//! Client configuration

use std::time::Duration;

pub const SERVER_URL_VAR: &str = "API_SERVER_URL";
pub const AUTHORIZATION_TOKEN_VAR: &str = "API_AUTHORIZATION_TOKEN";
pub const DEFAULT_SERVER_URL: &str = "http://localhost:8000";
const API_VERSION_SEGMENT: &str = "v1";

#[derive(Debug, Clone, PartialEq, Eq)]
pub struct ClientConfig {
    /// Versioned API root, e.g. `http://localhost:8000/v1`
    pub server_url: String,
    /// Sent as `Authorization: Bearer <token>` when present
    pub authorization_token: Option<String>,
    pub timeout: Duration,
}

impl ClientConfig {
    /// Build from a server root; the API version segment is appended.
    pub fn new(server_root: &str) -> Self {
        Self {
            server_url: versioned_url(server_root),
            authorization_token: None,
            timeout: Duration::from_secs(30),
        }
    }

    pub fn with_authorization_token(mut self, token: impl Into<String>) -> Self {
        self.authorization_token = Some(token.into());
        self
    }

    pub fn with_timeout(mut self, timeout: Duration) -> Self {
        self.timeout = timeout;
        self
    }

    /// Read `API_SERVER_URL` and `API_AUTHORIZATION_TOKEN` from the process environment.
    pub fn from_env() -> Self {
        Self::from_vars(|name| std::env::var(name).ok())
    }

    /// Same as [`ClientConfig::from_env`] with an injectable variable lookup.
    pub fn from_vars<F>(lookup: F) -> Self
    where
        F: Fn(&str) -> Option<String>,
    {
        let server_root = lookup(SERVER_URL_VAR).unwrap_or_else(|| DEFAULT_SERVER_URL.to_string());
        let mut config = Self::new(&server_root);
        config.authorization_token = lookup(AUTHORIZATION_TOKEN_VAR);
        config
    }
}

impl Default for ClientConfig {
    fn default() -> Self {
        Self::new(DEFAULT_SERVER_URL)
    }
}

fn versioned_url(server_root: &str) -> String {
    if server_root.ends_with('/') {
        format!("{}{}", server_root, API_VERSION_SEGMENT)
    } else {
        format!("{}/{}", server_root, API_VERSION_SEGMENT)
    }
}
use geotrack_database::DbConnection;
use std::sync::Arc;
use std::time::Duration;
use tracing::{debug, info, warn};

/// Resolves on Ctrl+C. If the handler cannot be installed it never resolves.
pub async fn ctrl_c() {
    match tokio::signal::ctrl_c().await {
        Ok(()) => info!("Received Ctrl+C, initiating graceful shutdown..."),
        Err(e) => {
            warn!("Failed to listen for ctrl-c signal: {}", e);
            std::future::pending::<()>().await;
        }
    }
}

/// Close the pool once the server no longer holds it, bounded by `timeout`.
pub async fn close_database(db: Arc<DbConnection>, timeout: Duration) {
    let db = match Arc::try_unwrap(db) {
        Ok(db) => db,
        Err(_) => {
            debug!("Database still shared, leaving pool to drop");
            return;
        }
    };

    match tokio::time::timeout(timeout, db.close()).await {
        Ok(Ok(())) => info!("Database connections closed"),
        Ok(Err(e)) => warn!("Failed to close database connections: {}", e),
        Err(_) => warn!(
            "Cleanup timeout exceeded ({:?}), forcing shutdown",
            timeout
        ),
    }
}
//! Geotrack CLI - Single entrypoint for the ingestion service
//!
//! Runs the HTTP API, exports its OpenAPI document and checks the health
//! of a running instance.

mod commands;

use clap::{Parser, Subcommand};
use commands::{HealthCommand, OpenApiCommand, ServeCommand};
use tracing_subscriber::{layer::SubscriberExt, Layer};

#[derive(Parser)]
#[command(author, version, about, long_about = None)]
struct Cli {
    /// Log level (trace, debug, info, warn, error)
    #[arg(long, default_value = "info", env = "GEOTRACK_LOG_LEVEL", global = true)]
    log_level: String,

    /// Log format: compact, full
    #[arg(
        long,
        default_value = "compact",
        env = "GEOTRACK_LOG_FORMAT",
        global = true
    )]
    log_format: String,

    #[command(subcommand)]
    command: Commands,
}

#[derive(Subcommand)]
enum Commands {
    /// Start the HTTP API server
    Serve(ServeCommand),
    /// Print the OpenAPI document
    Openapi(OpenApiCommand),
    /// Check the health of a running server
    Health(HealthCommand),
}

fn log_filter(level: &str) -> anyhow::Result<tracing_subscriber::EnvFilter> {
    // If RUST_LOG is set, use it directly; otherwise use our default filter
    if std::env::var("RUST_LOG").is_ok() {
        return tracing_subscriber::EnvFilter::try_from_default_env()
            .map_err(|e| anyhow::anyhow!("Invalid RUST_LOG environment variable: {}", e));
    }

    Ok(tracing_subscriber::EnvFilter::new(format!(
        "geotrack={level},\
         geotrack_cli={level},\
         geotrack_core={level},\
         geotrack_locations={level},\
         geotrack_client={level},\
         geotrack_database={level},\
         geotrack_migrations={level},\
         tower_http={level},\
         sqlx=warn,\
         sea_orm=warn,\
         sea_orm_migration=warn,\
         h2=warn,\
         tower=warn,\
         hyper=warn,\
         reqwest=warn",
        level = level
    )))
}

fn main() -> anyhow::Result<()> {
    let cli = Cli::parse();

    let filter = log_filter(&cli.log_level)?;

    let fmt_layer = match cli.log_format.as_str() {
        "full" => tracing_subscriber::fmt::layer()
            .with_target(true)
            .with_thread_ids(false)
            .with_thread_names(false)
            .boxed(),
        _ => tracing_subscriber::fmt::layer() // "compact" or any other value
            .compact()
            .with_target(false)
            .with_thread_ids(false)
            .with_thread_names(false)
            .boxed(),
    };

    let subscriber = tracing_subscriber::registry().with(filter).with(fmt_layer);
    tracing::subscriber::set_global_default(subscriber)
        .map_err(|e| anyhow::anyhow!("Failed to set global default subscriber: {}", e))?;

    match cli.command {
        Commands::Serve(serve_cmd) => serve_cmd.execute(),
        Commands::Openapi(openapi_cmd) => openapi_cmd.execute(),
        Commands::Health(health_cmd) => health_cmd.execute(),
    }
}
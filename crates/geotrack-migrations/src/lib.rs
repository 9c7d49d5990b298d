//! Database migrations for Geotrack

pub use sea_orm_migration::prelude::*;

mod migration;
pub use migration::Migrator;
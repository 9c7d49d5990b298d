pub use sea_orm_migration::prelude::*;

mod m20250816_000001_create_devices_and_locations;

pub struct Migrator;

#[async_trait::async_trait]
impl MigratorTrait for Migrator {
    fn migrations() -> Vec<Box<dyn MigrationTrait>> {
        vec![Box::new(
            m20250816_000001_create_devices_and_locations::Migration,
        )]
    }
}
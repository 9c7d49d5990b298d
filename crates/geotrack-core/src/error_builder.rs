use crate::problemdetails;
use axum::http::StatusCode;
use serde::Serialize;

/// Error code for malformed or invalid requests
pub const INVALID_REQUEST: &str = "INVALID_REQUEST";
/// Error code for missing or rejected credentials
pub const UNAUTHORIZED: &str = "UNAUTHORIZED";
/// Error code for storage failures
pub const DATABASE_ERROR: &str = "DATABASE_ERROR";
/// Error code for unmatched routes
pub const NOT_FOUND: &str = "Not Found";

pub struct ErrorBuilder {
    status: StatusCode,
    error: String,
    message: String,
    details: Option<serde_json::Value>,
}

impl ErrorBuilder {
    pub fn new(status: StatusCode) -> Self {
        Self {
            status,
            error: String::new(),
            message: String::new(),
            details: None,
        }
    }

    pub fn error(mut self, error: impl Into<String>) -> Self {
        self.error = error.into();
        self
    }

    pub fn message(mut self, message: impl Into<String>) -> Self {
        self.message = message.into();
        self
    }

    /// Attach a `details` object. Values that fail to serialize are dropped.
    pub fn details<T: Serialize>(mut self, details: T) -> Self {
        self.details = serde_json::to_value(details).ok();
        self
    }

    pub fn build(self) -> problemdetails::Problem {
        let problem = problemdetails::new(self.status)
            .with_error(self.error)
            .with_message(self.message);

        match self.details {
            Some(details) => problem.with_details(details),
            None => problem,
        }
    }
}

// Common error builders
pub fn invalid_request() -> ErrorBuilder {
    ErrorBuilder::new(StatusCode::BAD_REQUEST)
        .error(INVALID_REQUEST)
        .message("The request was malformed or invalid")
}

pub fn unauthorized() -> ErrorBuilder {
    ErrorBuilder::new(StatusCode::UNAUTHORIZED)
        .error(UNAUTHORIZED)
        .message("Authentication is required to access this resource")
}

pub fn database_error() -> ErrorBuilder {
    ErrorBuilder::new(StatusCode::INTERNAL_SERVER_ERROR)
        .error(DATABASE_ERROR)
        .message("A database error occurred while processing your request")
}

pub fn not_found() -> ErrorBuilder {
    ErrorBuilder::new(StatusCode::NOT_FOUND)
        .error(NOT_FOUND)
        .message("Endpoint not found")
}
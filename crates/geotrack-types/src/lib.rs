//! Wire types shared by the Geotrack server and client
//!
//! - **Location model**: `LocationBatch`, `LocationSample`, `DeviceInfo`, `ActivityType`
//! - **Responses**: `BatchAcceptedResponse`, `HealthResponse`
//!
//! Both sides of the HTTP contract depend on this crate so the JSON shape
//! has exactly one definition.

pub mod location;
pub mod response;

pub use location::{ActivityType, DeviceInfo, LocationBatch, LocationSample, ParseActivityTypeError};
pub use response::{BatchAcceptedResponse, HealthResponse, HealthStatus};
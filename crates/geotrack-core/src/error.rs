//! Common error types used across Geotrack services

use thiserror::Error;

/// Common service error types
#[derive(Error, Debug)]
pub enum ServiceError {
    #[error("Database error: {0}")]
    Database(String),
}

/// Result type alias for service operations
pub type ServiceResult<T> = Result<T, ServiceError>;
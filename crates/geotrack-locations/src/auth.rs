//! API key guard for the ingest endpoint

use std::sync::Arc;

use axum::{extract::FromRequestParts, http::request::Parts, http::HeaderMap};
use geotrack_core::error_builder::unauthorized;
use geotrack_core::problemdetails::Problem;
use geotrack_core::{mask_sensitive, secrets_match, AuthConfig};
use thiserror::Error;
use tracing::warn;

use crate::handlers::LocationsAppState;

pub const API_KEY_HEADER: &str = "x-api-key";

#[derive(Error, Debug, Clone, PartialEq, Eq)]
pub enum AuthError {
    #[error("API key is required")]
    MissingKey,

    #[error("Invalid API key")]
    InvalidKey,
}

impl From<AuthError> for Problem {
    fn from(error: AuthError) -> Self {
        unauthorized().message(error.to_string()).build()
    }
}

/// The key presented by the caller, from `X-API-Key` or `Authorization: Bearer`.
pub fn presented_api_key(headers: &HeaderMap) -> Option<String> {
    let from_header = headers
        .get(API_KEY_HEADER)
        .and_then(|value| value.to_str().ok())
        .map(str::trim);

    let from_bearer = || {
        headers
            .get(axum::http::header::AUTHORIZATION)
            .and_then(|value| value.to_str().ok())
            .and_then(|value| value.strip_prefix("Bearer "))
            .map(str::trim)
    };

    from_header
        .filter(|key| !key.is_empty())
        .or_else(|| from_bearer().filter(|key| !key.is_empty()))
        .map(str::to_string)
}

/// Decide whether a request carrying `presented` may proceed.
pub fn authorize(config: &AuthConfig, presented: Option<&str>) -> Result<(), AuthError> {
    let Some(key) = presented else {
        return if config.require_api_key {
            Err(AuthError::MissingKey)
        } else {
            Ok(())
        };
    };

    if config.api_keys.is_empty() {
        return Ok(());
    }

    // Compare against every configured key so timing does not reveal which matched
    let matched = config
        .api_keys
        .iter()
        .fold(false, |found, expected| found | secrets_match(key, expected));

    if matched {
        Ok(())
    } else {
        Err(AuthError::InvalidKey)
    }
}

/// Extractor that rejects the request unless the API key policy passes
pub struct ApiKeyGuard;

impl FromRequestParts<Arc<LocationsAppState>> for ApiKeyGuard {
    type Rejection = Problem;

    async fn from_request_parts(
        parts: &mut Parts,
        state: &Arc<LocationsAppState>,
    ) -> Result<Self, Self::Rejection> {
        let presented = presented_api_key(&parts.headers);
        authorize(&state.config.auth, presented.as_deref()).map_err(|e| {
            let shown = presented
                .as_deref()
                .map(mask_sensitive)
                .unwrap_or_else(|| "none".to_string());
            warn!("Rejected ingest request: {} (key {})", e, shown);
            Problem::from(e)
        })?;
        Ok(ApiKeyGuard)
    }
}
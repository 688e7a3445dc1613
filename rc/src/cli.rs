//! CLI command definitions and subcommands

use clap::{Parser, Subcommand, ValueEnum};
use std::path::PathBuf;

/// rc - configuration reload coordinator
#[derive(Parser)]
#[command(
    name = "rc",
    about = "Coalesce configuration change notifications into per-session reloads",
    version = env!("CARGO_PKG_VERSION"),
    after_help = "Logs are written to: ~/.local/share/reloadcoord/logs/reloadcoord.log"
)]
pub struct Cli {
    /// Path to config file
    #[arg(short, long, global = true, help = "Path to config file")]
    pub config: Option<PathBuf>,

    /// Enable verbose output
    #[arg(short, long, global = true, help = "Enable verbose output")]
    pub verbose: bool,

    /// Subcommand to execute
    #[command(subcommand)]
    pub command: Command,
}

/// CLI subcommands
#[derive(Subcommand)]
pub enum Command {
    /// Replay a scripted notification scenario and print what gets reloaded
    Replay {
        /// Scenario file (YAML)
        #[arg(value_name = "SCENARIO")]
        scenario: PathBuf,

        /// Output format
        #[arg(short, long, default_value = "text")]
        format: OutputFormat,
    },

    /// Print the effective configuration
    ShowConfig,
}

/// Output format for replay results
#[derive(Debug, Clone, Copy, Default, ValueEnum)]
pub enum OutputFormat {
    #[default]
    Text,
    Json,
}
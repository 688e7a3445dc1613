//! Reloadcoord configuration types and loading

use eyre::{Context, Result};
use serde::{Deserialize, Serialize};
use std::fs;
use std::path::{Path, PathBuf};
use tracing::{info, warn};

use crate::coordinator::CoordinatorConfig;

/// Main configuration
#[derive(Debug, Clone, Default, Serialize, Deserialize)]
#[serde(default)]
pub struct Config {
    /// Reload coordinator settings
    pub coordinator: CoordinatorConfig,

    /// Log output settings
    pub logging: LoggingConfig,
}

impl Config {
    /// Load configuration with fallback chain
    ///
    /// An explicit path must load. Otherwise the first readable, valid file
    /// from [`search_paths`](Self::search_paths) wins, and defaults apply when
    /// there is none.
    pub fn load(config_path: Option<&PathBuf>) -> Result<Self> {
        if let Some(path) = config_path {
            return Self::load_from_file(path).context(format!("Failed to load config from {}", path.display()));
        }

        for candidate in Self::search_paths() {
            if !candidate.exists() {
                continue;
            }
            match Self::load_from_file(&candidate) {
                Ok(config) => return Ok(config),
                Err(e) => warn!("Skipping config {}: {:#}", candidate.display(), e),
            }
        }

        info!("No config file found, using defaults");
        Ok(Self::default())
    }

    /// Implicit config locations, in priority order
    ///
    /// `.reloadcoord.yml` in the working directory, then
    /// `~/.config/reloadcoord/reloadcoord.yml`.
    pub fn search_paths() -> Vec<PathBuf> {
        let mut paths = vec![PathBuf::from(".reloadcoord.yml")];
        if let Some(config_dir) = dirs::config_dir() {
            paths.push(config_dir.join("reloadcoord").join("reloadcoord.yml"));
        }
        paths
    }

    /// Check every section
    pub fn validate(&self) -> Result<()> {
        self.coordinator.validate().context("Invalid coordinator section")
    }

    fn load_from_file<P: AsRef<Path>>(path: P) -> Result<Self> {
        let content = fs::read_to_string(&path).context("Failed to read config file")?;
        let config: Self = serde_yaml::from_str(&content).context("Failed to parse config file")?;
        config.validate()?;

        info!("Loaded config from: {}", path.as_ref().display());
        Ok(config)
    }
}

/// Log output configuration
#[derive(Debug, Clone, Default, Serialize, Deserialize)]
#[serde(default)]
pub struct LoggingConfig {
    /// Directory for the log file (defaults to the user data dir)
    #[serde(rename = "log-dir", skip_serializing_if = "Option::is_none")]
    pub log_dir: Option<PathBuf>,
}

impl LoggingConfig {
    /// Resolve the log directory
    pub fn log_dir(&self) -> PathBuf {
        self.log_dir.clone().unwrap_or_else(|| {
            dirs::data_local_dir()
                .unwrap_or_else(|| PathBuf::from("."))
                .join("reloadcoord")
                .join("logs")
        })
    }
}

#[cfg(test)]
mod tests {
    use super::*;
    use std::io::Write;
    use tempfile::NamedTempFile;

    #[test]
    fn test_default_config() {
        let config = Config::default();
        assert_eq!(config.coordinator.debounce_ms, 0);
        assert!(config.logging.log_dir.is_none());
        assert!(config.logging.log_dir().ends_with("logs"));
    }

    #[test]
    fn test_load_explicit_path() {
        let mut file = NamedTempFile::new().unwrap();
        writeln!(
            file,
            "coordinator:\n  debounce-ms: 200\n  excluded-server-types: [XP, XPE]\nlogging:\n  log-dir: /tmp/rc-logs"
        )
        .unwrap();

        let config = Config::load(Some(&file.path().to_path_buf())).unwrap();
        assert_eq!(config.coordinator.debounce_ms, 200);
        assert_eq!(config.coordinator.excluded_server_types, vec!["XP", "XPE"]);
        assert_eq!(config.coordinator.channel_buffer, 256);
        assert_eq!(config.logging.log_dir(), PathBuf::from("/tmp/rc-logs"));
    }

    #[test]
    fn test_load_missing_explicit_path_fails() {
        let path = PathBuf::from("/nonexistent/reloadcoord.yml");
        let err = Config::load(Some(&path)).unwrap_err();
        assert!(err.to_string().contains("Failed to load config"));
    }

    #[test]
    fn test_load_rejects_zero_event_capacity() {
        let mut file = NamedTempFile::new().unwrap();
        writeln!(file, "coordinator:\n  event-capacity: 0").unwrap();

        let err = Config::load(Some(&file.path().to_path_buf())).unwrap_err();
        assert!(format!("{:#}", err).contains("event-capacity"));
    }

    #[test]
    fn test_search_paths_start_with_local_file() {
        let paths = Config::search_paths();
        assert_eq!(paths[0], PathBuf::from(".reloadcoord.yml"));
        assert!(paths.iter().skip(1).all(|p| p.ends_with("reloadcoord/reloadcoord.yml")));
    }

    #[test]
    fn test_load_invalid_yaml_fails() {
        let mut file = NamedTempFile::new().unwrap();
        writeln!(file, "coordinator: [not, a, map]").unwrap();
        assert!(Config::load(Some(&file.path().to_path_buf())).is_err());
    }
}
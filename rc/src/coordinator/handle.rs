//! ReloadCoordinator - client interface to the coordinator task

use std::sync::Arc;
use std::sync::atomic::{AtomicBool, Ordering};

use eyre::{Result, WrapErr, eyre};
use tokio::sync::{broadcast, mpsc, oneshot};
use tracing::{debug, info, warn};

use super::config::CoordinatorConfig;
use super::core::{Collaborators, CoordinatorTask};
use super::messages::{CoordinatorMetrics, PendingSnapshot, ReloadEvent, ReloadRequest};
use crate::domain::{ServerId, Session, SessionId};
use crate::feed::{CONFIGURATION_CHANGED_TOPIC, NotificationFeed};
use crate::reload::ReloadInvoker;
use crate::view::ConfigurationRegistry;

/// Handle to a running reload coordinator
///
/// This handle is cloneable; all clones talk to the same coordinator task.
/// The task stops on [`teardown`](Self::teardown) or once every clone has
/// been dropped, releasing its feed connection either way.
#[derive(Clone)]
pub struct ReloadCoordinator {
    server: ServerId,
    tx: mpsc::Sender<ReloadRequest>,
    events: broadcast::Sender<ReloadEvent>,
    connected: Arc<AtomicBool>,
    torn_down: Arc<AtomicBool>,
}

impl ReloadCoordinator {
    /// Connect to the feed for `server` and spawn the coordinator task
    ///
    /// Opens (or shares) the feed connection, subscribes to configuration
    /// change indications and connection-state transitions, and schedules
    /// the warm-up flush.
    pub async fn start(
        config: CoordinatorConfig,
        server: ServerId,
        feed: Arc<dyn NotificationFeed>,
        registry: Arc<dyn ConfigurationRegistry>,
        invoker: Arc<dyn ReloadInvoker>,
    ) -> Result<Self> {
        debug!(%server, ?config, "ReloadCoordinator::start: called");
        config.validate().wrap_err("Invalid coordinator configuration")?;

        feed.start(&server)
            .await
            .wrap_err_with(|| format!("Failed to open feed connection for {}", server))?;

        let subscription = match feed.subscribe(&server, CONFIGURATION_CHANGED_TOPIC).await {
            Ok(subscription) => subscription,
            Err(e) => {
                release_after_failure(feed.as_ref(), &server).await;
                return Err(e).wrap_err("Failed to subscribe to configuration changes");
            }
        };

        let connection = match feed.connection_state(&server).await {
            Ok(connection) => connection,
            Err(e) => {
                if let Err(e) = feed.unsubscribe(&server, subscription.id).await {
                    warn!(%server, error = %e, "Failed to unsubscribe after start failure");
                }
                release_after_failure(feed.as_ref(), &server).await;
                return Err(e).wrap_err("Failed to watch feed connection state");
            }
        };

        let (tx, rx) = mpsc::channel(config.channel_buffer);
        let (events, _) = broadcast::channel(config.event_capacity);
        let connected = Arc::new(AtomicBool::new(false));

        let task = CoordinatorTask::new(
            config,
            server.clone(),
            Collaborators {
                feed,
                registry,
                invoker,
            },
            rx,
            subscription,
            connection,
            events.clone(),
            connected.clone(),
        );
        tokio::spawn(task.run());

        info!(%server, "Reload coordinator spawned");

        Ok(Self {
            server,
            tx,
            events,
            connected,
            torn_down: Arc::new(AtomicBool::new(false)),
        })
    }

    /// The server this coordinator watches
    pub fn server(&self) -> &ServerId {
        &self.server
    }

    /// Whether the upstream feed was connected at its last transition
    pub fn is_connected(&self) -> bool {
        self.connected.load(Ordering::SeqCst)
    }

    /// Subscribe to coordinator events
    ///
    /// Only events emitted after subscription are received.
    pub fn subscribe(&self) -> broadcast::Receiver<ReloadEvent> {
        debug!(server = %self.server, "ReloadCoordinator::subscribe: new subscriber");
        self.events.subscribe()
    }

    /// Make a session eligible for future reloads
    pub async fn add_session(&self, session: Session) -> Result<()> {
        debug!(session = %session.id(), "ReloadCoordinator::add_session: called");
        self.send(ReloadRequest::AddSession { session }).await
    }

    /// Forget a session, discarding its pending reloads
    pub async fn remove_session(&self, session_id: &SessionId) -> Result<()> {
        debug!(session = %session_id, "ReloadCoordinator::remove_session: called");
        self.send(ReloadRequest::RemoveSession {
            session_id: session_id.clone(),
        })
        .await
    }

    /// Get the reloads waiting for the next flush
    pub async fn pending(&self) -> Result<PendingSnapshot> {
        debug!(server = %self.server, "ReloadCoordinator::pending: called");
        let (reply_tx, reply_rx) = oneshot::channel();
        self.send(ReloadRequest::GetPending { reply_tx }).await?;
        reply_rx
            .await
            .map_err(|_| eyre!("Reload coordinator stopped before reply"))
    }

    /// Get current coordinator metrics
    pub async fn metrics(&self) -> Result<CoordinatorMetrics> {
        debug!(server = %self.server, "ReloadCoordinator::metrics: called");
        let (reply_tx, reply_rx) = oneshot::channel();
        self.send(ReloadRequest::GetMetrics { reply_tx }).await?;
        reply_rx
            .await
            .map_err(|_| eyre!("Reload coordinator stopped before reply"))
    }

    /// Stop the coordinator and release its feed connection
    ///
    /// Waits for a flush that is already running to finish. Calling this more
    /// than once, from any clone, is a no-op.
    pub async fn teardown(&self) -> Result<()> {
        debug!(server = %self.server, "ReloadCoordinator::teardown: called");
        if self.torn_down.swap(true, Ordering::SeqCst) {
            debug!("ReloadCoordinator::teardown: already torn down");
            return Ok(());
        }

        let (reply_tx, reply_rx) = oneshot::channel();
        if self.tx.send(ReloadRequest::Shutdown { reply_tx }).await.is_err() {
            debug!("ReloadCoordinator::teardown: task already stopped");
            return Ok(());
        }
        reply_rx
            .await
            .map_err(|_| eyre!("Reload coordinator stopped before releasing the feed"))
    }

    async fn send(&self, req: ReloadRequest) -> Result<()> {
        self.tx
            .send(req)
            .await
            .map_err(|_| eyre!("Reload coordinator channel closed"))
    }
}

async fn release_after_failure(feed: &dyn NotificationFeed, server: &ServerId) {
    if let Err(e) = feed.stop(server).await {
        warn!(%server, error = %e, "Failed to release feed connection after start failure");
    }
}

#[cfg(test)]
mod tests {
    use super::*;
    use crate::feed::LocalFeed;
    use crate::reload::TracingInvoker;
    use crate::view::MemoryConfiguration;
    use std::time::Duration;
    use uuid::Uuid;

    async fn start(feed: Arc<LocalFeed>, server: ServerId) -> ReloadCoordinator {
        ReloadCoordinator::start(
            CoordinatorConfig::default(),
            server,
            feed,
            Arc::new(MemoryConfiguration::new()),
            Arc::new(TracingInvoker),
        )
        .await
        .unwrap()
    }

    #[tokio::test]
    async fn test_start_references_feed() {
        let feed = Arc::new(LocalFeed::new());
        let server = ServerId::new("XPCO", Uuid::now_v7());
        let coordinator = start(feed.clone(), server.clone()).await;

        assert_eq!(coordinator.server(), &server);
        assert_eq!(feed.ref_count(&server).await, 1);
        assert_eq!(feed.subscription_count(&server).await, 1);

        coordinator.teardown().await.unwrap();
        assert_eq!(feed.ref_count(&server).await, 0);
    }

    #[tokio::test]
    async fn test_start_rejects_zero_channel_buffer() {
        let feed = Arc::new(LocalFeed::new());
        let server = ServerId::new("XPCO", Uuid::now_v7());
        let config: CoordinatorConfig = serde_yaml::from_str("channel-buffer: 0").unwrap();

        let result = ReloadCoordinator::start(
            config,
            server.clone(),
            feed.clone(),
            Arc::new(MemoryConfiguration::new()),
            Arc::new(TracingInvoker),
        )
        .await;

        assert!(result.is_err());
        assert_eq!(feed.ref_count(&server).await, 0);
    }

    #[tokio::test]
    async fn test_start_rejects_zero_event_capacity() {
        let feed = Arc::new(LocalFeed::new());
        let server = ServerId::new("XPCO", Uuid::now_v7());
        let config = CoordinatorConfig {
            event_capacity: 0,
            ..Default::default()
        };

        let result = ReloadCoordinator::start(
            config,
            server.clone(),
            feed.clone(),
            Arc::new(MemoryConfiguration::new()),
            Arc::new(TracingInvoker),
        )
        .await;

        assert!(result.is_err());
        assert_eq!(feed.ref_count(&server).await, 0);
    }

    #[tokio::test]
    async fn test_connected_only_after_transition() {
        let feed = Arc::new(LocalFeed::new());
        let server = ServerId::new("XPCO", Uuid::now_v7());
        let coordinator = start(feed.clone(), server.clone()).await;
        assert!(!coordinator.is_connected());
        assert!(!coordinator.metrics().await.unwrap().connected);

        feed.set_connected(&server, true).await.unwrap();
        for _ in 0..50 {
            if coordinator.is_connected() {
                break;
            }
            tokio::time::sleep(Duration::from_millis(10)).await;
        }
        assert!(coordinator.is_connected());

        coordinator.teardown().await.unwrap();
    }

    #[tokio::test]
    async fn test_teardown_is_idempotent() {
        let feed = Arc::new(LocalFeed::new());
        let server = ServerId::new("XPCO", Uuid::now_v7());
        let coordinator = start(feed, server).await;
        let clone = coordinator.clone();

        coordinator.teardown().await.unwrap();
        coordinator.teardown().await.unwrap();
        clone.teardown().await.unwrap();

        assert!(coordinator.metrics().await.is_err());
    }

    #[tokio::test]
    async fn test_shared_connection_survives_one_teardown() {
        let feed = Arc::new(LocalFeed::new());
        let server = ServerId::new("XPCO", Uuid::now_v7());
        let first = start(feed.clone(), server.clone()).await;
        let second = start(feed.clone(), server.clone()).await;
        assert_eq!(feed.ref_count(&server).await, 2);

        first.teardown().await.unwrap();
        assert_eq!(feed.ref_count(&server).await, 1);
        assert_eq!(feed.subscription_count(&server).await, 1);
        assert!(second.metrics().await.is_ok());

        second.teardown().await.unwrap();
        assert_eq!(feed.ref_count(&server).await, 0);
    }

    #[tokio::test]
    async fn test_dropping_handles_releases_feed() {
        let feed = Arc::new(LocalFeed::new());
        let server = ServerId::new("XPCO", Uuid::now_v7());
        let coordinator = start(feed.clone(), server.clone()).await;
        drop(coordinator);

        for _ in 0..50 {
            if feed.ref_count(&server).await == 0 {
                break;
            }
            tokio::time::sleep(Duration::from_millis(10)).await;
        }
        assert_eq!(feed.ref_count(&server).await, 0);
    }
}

━━━

* [REQUIRED WORK]:
Identify the lines of the entries containing the string "headers". Copy each such line.

* [EXERCISE SOLUTION]:
pub fn presented_api_key(headers: &HeaderMap) -> Option<String> {
    let from_header = headers
        headers
        let presented = presented_api_key(&parts.headers);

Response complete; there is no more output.